→ REQUIREMENT:
Tally every line of the listing where the string "DashboardApp" is found, and state the total alone.

== Segment start ==

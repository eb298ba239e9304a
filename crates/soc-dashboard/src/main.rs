use std::path::Path;

use eframe::{run_native, NativeOptions};
use egui::ViewportBuilder;
use soc_dashboard::{DashboardApp, DashboardSettings, SETTINGS_FILE};

const INITIAL_WINDOW_SIZE: [f32; 2] = [1440.0, 960.0];
const MIN_WINDOW_SIZE: [f32; 2] = [960.0, 640.0];

fn main() -> eframe::Result {
    env_logger::Builder::from_env(env_logger::Env::default().default_filter_or("info")).init();

    let settings = DashboardSettings::load_or_default(Path::new(SETTINGS_FILE));
    let title = settings.title.clone();

    let native_options = NativeOptions {
        viewport: ViewportBuilder::default()
            .with_title(&title)
            .with_inner_size(INITIAL_WINDOW_SIZE)
            .with_min_inner_size(MIN_WINDOW_SIZE),
        ..Default::default()
    };
    run_native(
        &title,
        native_options,
        Box::new(|cc| Ok(Box::new(DashboardApp::new(cc, settings)))),
    )
}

== Segment end ==

→ WORKED SOLUTION:
2